Christian Tommasini

Personal information
- Date of birth: 14 March 1998 (age 28)
- Place of birth: Castel San Pietro Terme, Italy
- Height: 1.78 m (5 ft 10 in)
- Position: Forward

Team information
- Current team: Treviso

Youth career
- 0000–2015: Cesena
- 2015–2018: Sampdoria
- 2016–2017: → Cesena (loan)

Senior career*
- Years: Team / Apps / (Gls)
- 2017–2018: → Mezzolara (loan) / 37 / (6)
- 2018–2021: Pontedera / 64 / (13)
- 2021–2023: Pisa / 0 / (0)
- 2021: → Imolese (loan) / 17 / (2)
- 2021–2022: → Fiorenzuola (loan) / 12 / (1)
- 2022: → Paganese (loan) / 16 / (7)
- 2022–2023: → Taranto (loan) / 31 / (8)
- 2023–2024: Pescara / 9 / (2)
- 2024: → Monopoli (loan) / 17 / (5)
- 2024–2026: Gubbio / 52 / (12)
- 2026: Foggia / 13 / (1)
- 2026–: Treviso / 0 / (0)

= Christian Tommasini =

Italian footballer (born 1998)

Christian Tommasini (born 14 March 1998) is an Italian professional footballer who plays as a forward for Serie C club Treviso.

==Club career==
Tommasini was transferred as a youth to Sampdoria from Cesena. He was loaned to Serie D club Mezzolara for the 2017–18 season.

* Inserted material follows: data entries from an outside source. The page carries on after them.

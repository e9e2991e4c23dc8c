//! Typed views over a [`Node`].
//!
//! Every accessor follows the same contract: `get(fallback)` evaluates the node and returns the
//! fallback whenever evaluation fails or the value has the wrong shape. A wrong shape is also
//! reported through [`Node::log_unexpected_value_error`] with the value as it was decoded.
//! Accessors never return errors, so a broken or unreachable configuration cannot take the host
//! application down with it.
use crate::{Node, Value};

/// Evaluate `node` and convert the result with `convert`.
///
/// Returns `None` (without logging) if evaluation failed, and `None` after logging if `convert`
/// rejected the value.
fn evaluate_as<T>(node: &Node, convert: impl FnOnce(&Value) -> Option<T>) -> Option<T> {
    let value = match node.evaluate() {
        Ok(value) => value,
        Err(err) => {
            log::debug!(target: "hypertune", "evaluation failed, using fallback: {err}");
            return None;
        }
    };

    let converted = convert(&value);
    if converted.is_none() {
        node.log_unexpected_value_error(&value);
    }
    converted
}

/// A boolean flag.
#[derive(Debug, Clone, Copy)]
pub struct BoolNode<'a> {
    node: &'a Node,
}

impl<'a> BoolNode<'a> {
    /// Wrap `node`.
    pub fn new(node: &'a Node) -> Self {
        BoolNode { node }
    }

    /// The flag's value, or `fallback`.
    pub fn get(&self, fallback: bool) -> bool {
        evaluate_as(self.node, Value::as_bool).unwrap_or(fallback)
    }
}

/// An integer flag. Floating point values are truncated toward zero.
#[derive(Debug, Clone, Copy)]
pub struct IntNode<'a> {
    node: &'a Node,
}

impl<'a> IntNode<'a> {
    /// Wrap `node`.
    pub fn new(node: &'a Node) -> Self {
        IntNode { node }
    }

    /// The flag's value, or `fallback`. Values outside the `i64` range saturate.
    pub fn get(&self, fallback: i64) -> i64 {
        evaluate_as(self.node, Value::as_i64).unwrap_or(fallback)
    }
}

/// A floating point flag.
#[derive(Debug, Clone, Copy)]
pub struct FloatNode<'a> {
    node: &'a Node,
}

impl<'a> FloatNode<'a> {
    /// Wrap `node`.
    pub fn new(node: &'a Node) -> Self {
        FloatNode { node }
    }

    /// The flag's value, or `fallback`.
    pub fn get(&self, fallback: f64) -> f64 {
        evaluate_as(self.node, Value::as_f64).unwrap_or(fallback)
    }
}

/// A string flag.
#[derive(Debug, Clone, Copy)]
pub struct StringNode<'a> {
    node: &'a Node,
}

impl<'a> StringNode<'a> {
    /// Wrap `node`.
    pub fn new(node: &'a Node) -> Self {
        StringNode { node }
    }

    /// The flag's value, or `fallback`.
    pub fn get(&self, fallback: impl Into<String>) -> String {
        evaluate_as(self.node, |value| value.as_str().map(str::to_owned))
            .unwrap_or_else(|| fallback.into())
    }
}

/// An enum flag restricted to a fixed set of literals.
///
/// `T` is whatever type represents the literals in calling code: `&'static str`, or a generated
/// Rust enum implementing `AsRef<str>`. The value returned by [`EnumNode::get`] is always either
/// the fallback or a clone of one of the allowed values.
///
/// # Examples
///
/// ```
/// # fn test(node: &hypertune::Node) {
/// let plan = hypertune::EnumNode::new(vec!["Free", "Pro"], node).get("Free");
/// # }
/// ```
#[derive(Debug, Clone)]
pub struct EnumNode<'a, T> {
    node: &'a Node,
    allowed_values: Vec<T>,
}

impl<'a, T> EnumNode<'a, T>
where
    T: AsRef<str> + Clone,
{
    /// Wrap `node`, accepting only `allowed_values`.
    ///
    /// The literals must be non-empty and unique; debug builds assert this.
    pub fn new(allowed_values: impl Into<Vec<T>>, node: &'a Node) -> Self {
        let allowed_values = allowed_values.into();
        debug_assert!(
            allowed_values.iter().all(|v| !v.as_ref().is_empty()),
            "enum literals must not be empty"
        );
        debug_assert!(
            allowed_values
                .iter()
                .enumerate()
                .all(|(i, v)| !allowed_values[..i].iter().any(|w| w.as_ref() == v.as_ref())),
            "enum literals must be unique"
        );
        EnumNode {
            node,
            allowed_values,
        }
    }

    /// The literals this accessor accepts.
    pub fn allowed_values(&self) -> &[T] {
        &self.allowed_values
    }

    /// The allowed value the node evaluates to, or `fallback` when it evaluates to anything
    /// else (including the empty string).
    pub fn get(&self, fallback: T) -> T {
        evaluate_as(self.node, |value| {
            let literal = value.as_str().filter(|s| !s.is_empty())?;
            self.allowed_values
                .iter()
                .find(|allowed| allowed.as_ref() == literal)
                .cloned()
        })
        .unwrap_or(fallback)
    }
}

/// A field evaluated only for its side effects, such as logging an event.
///
/// The engine confirms success by evaluating to `true`.
#[derive(Debug, Clone, Copy)]
pub struct VoidNode<'a> {
    node: &'a Node,
}

impl<'a> VoidNode<'a> {
    /// Wrap `node`.
    pub fn new(node: &'a Node) -> Self {
        VoidNode { node }
    }

    /// Evaluate the node. Anything but `true` is reported as a value error.
    pub fn get(&self) {
        let _ = evaluate_as(self.node, |value| value.as_bool().filter(|b| *b));
    }
}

On 28 July 2018, Tommasini was transferred to Serie C club Pontedera where he spent three seasons.

On 24 January 2021 the forward joined Pisa, and was immediately loaned to Imolese.

On 28 July 2021, he joined to Fiorenzuola on loan.

On 21 January 2022, he went to Paganese on loan.

On 5 August 2023, he joined Pescara on permanent basis.

On 18 January 2024, Tommasini was loaned to Monopoli.

On 22 August 2024, Franchini moved to Gubbio on permanent basis.